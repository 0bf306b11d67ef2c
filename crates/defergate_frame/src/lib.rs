//! Label-scoped deferred execution for defergate (Layer 1).
//!
//! `defergate_frame` lets a procedure register cleanup actions at arbitrary
//! points of its execution and have them run, last registered first, when
//! control reaches a named exit point of the same procedure. A procedure can
//! own any number of exit points, and exit points inside loops can be reached
//! many times.
//!
//! # Core Concepts
//!
//! - [`Frame`] - Private state of one invocation: its gates and hooks
//! - [`GateHandle`] - A named exit point declared with [`Frame::declare_gate`]
//! - [`BoxedAction`] - A deferred action, registered against a gate
//! - [`HookSite`] - A pre-declared registration site, made eligible with [`Frame::arm`]
//! - [`DispatchReport`] - Summary of one dispatch pass triggered by [`Frame::reach`]
//!
//! # Example
//!
//! ```
//! use core::cell::RefCell;
//! use defergate_frame::Frame;
//!
//! let trace = RefCell::new(Vec::new());
//! let frame = Frame::new();
//! let ret = frame.declare_gate("ret")?;
//!
//! trace.borrow_mut().push("open(R1)");
//! frame.register(ret, || trace.borrow_mut().push("close(R1)"))?;
//!
//! trace.borrow_mut().push("open(R2)");
//! frame.register(ret, || trace.borrow_mut().push("close(R2)"))?;
//!
//! frame.finish(ret)?;
//! assert_eq!(
//!     *trace.borrow(),
//!     ["open(R1)", "open(R2)", "close(R2)", "close(R1)"]
//! );
//! # Ok::<(), defergate_frame::FrameError>(())
//! ```
//!
//! # Eligibility
//!
//! A hook only runs if its registration site actually executed. A procedure
//! that bails out to a gate before reaching a registration site never sees
//! that hook run, on this reach or any later one.
//!
//! # Threads
//!
//! Frames are `!Send` and `!Sync`. Each invocation, whether a thread or a
//! task on a current-thread runtime, creates its own frame, so the hook
//! registries need no locking.

/// Registration sites and gate-declaration macros.
pub mod binding;

/// Per-frame configuration.
pub mod config;

/// Reverse-order dispatch of a gate's eligible hooks.
pub mod dispatch;

/// Error types.
pub mod error;

/// Invocation frames.
pub mod frame;

/// Named exit gates.
pub mod gate;

/// Hook records and deferred actions.
pub mod hook;

/// Re-export all common types for easy access.
pub mod prelude {
    pub use crate::binding::HookSite;
    pub use crate::config::{FailurePolicy, FrameConfig};
    pub use crate::dispatch::DispatchReport;
    pub use crate::error::{BoxError, FrameError};
    pub use crate::frame::{Frame, FrameId};
    pub use crate::gate::GateHandle;
    pub use crate::hook::{BoxedAction, HookSeq, HookState};
    pub use crate::{gates, hook};
}

// Re-export key types at crate root for convenience
pub use binding::HookSite;
pub use config::{FailurePolicy, FrameConfig};
pub use dispatch::DispatchReport;
pub use error::{BoxError, FrameError};
pub use frame::{Frame, FrameId};
pub use gate::GateHandle;
pub use hook::{BoxedAction, HookSeq, HookState};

####

Problem to solve -
Set down, please, the lines from the line holding "pub mod dispatch;" through the final line of the data, exactly and with nothing added.

Result of this task -
pub mod dispatch;

/// Error types.
pub mod error;

/// Invocation frames.
pub mod frame;

/// Named exit gates.
pub mod gate;

/// Hook records and deferred actions.
pub mod hook;

/// Re-export all common types for easy access.
pub mod prelude {
    pub use crate::binding::HookSite;
    pub use crate::config::{FailurePolicy, FrameConfig};
    pub use crate::dispatch::DispatchReport;
    pub use crate::error::{BoxError, FrameError};
    pub use crate::frame::{Frame, FrameId};
    pub use crate::gate::GateHandle;
    pub use crate::hook::{BoxedAction, HookSeq, HookState};
    pub use crate::{gates, hook};
}

// Re-export key types at crate root for convenience
pub use binding::HookSite;
pub use config::{FailurePolicy, FrameConfig};
pub use dispatch::DispatchReport;
pub use error::{BoxError, FrameError};
pub use frame::{Frame, FrameId};
pub use gate::GateHandle;
pub use hook::{BoxedAction, HookSeq, HookState};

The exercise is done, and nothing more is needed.